***** Source data

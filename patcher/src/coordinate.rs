//! Library coordinate newtype for Maven-style `group:artifact:version` triples.
//!
//! A coordinate identifies exactly one JAR in the artifact repository and
//! determines both its download URL and the filename it is given inside the
//! WAR's library directory.

use crate::repository::RepositoryUrl;
use std::fmt;
use std::str::FromStr;
use thiserror::Error;

/// Separator between the components of a coordinate string.
const SEPARATOR: char = ':';

/// Errors arising from malformed coordinate strings.
#[derive(Debug, Clone, PartialEq, Eq, Error)]
pub enum CoordinateError {
    /// The string does not split into three non-empty components.
    #[error("invalid library format \"{value}\": {reason}")]
    InvalidFormat {
        /// The rejected coordinate string.
        value: String,
        /// Description of the validation failure.
        reason: String,
    },
}

/// A validated `group:artifact:version` triple.
///
/// # Examples
///
/// ```
/// use warpatch::coordinate::LibraryCoordinate;
///
/// let coordinate: LibraryCoordinate = "org.example:lib:1.0".parse().unwrap();
/// assert_eq!(coordinate.group(), "org.example");
/// assert_eq!(coordinate.jar_filename(), "lib-1.0.jar");
/// ```
#[derive(Debug, Clone, PartialEq, Eq, Hash)]
pub struct LibraryCoordinate {
    group: String,
    artifact: String,
    version: String,
}

impl LibraryCoordinate {
    /// Return the group identifier, e.g. `org.example`.
    #[must_use]
    pub fn group(&self) -> &str {
        &self.group
    }

    /// Return the artifact identifier.
    #[must_use]
    pub fn artifact(&self) -> &str {
        &self.artifact
    }

    /// Return the version string.
    #[must_use]
    pub fn version(&self) -> &str {
        &self.version
    }

    /// Return the group as a repository path (`org.example` → `org/example`).
    #[must_use]
    pub fn group_path(&self) -> String {
        self.group.replace('.', "/")
    }

    /// Return the JAR filename, `<artifact>-<version>.jar`.
    #[must_use]
    pub fn jar_filename(&self) -> String {
        format!("{}-{}.jar", self.artifact, self.version)
    }

    /// Build the download URL of this JAR within `repository`.
    ///
    /// # Examples
    ///
    /// ```
    /// use warpatch::coordinate::LibraryCoordinate;
    /// use warpatch::repository::RepositoryUrl;
    ///
    /// let coordinate: LibraryCoordinate = "org.example:lib:1.0".parse().unwrap();
    /// assert_eq!(
    ///     coordinate.artifact_url(&RepositoryUrl::default()),
    ///     "https://repo1.maven.org/maven2/org/example/lib/1.0/lib-1.0.jar"
    /// );
    /// ```
    #[must_use]
    pub fn artifact_url(&self, repository: &RepositoryUrl) -> String {
        format!(
            "{}/{}/{}/{}/{}",
            repository.as_str(),
            self.group_path(),
            self.artifact,
            self.version,
            self.jar_filename()
        )
    }
}

impl FromStr for LibraryCoordinate {
    type Err = CoordinateError;

    fn from_str(value: &str) -> Result<Self, Self::Err> {
        let parts: Vec<&str> = value.split(SEPARATOR).collect();
        let [group, artifact, version] = parts.as_slice() else {
            return Err(CoordinateError::InvalidFormat {
                value: value.to_owned(),
                reason: format!(
                    "expected groupId:artifactId:version, found {} component(s)",
                    parts.len()
                ),
            });
        };

        for (label, part) in [
            ("groupId", group),
            ("artifactId", artifact),
            ("version", version),
        ] {
            if part.is_empty() {
                return Err(CoordinateError::InvalidFormat {
                    value: value.to_owned(),
                    reason: format!("{label} must not be empty"),
                });
            }
        }

        Ok(Self {
            group: (*group).to_owned(),
            artifact: (*artifact).to_owned(),
            version: (*version).to_owned(),
        })
    }
}

impl TryFrom<&str> for LibraryCoordinate {
    type Error = CoordinateError;

    fn try_from(value: &str) -> Result<Self, Self::Error> {
        value.parse()
    }
}

impl fmt::Display for LibraryCoordinate {
    fn fmt(&self, f: &mut fmt::Formatter<'_>) -> fmt::Result {
        write!(f, "{}:{}:{}", self.group, self.artifact, self.version)
    }
}
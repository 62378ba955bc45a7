//! Artifact repository base URL.
//!
//! Coordinates are resolved against a Maven-layout repository; Maven Central
//! is used unless another base URL is configured.

use std::fmt;
use std::str::FromStr;
use thiserror::Error;

/// Base URL of Maven Central's repository layout.
pub const MAVEN_CENTRAL: &str = "https://repo1.maven.org/maven2";

/// Errors arising from an unusable repository URL.
#[derive(Debug, Clone, PartialEq, Eq, Error)]
pub enum RepositoryUrlError {
    /// The URL does not use the `http` or `https` scheme.
    #[error("repository URL \"{value}\" must start with http:// or https://")]
    UnsupportedScheme {
        /// The rejected URL.
        value: String,
    },
}

/// A validated repository base URL without a trailing slash.
///
/// # Examples
///
/// ```
/// use warpatch::repository::RepositoryUrl;
///
/// let url: RepositoryUrl = "https://mirror.example/maven2/".parse().unwrap();
/// assert_eq!(url.as_str(), "https://mirror.example/maven2");
/// ```
#[derive(Debug, Clone, PartialEq, Eq)]
pub struct RepositoryUrl(String);

impl RepositoryUrl {
    /// Return the URL as a string slice.
    #[must_use]
    pub fn as_str(&self) -> &str {
        &self.0
    }
}

impl Default for RepositoryUrl {
    fn default() -> Self {
        Self(MAVEN_CENTRAL.to_owned())
    }
}

impl FromStr for RepositoryUrl {
    type Err = RepositoryUrlError;

    fn from_str(value: &str) -> Result<Self, Self::Err> {
        if !(value.starts_with("http://") || value.starts_with("https://")) {
            return Err(RepositoryUrlError::UnsupportedScheme {
                value: value.to_owned(),
            });
        }
        Ok(Self(value.trim_end_matches('/').to_owned()))
    }
}

impl fmt::Display for RepositoryUrl {
    fn fmt(&self, f: &mut fmt::Formatter<'_>) -> fmt::Result {
        f.write_str(&self.0)
    }
}
pub mod connection;
pub mod migrations;
pub mod repositories;
pub mod submission;

pub use connection::{connect, connect_from_config, connect_with_settings, DbPool};
pub use submission::persist_submission;
pub use repositories::{
    EvidenceRecord, EvidenceStore, InMemoryEvidenceStore, InMemoryReservationStore,
    ReservationChanges, ReservationFilter, ReservationStore, SqlEvidenceStore, SqlReservationStore,
    StoreError,
};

**********

Filter the records, keeping only lines that contain "identifier", and show those lines.

- **Expected output**:
    /// Return the group identifier, e.g. `org.example`.
    /// Return the artifact identifier.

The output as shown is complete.